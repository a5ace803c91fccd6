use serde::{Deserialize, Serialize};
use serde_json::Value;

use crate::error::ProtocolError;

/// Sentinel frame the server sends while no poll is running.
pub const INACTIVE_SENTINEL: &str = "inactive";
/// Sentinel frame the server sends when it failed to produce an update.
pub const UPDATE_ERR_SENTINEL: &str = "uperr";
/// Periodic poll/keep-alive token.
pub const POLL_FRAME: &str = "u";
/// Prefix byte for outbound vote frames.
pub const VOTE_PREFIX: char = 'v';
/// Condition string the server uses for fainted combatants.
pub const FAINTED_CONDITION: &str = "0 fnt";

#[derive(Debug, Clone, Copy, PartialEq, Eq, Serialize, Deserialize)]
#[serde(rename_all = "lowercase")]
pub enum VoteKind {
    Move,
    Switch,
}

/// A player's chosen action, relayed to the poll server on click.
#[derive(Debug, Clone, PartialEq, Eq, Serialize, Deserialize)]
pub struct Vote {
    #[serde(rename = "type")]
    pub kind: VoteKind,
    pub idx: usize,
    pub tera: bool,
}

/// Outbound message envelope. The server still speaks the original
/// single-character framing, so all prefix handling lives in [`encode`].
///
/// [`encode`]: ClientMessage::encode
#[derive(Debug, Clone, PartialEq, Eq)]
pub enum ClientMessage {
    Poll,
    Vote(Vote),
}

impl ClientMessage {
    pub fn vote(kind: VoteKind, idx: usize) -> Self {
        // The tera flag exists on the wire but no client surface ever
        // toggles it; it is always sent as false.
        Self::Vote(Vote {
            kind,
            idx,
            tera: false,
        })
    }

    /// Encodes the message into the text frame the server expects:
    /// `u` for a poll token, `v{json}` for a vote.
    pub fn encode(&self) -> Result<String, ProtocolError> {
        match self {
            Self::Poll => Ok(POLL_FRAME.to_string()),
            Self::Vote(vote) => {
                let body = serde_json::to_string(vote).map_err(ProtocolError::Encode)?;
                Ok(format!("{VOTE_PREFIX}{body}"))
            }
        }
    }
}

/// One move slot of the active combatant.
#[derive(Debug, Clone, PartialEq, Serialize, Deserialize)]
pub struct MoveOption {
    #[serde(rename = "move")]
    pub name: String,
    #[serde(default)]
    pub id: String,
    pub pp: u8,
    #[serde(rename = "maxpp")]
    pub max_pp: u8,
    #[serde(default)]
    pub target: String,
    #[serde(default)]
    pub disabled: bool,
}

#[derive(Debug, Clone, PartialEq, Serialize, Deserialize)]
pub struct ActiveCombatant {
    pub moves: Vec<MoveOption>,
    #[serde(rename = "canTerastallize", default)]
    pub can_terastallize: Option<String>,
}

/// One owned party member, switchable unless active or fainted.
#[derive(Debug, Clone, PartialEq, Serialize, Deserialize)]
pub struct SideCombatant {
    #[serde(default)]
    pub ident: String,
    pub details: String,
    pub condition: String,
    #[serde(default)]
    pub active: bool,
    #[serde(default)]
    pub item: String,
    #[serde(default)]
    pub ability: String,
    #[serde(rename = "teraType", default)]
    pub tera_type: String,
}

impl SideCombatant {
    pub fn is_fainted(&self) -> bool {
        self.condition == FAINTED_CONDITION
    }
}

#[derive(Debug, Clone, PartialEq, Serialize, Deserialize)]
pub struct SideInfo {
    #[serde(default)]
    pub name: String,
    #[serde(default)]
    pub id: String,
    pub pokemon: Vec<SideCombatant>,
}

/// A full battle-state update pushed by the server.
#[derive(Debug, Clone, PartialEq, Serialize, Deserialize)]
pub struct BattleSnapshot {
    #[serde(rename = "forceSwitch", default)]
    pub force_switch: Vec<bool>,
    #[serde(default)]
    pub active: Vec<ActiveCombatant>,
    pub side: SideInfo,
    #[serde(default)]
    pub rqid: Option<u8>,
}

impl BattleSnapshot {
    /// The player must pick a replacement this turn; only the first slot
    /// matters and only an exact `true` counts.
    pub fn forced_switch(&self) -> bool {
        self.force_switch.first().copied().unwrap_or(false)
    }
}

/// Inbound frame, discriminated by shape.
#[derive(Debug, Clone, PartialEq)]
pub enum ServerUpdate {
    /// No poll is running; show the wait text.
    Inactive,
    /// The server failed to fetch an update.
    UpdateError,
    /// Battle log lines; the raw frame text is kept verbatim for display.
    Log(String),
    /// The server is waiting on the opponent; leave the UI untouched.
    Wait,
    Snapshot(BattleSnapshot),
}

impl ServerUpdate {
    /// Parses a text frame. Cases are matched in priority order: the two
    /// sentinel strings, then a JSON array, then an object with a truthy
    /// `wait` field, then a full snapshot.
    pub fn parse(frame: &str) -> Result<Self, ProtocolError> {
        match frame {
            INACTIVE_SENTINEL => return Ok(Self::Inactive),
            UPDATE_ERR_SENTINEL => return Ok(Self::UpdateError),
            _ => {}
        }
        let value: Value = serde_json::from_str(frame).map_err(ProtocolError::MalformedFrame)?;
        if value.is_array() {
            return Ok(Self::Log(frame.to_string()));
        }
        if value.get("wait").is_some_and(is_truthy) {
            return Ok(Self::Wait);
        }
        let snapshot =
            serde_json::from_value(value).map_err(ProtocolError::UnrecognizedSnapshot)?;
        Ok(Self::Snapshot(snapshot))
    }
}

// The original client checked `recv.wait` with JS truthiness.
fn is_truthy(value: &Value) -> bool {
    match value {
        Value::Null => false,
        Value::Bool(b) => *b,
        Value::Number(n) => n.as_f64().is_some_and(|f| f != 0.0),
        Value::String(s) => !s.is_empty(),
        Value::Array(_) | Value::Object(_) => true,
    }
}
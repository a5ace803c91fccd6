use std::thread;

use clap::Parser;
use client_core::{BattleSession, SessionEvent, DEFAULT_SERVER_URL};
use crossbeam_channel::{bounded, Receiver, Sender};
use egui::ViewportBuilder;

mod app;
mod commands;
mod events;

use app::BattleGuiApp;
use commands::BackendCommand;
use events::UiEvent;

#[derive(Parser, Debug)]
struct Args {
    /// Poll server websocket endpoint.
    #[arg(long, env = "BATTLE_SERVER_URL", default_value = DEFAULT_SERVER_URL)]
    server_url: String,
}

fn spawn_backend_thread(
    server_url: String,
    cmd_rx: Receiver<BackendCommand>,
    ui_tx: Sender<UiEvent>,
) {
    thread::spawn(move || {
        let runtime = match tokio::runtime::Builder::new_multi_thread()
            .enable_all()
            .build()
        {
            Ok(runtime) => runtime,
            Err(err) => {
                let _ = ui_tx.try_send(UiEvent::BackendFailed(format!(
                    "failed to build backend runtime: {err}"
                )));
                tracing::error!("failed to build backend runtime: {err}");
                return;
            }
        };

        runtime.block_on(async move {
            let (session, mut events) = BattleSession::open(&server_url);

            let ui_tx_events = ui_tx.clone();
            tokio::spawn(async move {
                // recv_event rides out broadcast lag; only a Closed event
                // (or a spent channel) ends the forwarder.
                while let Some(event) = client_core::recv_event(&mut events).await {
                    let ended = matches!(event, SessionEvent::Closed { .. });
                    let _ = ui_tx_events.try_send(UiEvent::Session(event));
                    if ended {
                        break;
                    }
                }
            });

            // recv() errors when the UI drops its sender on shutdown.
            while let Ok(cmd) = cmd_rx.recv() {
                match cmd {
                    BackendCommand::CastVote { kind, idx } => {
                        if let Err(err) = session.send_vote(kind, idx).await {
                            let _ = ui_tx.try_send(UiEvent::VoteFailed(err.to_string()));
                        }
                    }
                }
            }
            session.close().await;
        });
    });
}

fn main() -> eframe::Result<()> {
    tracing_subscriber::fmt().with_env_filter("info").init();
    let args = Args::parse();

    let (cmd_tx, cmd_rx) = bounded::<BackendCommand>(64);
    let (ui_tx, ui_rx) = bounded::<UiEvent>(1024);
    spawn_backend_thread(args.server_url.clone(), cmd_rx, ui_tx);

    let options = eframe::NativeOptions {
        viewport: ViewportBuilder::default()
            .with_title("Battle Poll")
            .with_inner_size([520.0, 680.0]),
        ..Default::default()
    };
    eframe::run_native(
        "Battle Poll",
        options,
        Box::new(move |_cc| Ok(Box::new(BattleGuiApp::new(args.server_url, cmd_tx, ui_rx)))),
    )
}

--------------------

■ WORK INSTRUCTION:
From the records above, print exactly the lines that run from the line with "use egui::ViewportBuilder;" to the line with "sender on shutdown.", inclusive.

■ OUTPUT OF THE EXERCISE:
use egui::ViewportBuilder;

mod app;
mod commands;
mod events;

use app::BattleGuiApp;
use commands::BackendCommand;
use events::UiEvent;

#[derive(Parser, Debug)]
struct Args {
    /// Poll server websocket endpoint.
    #[arg(long, env = "BATTLE_SERVER_URL", default_value = DEFAULT_SERVER_URL)]
    server_url: String,
}

fn spawn_backend_thread(
    server_url: String,
    cmd_rx: Receiver<BackendCommand>,
    ui_tx: Sender<UiEvent>,
) {
    thread::spawn(move || {
        let runtime = match tokio::runtime::Builder::new_multi_thread()
            .enable_all()
            .build()
        {
            Ok(runtime) => runtime,
            Err(err) => {
                let _ = ui_tx.try_send(UiEvent::BackendFailed(format!(
                    "failed to build backend runtime: {err}"
                )));
                tracing::error!("failed to build backend runtime: {err}");
                return;
            }
        };

        runtime.block_on(async move {
            let (session, mut events) = BattleSession::open(&server_url);

            let ui_tx_events = ui_tx.clone();
            tokio::spawn(async move {
                // recv_event rides out broadcast lag; only a Closed event
                // (or a spent channel) ends the forwarder.
                while let Some(event) = client_core::recv_event(&mut events).await {
                    let ended = matches!(event, SessionEvent::Closed { .. });
                    let _ = ui_tx_events.try_send(UiEvent::Session(event));
                    if ended {
                        break;
                    }
                }
            });

            // recv() errors when the UI drops its sender on shutdown.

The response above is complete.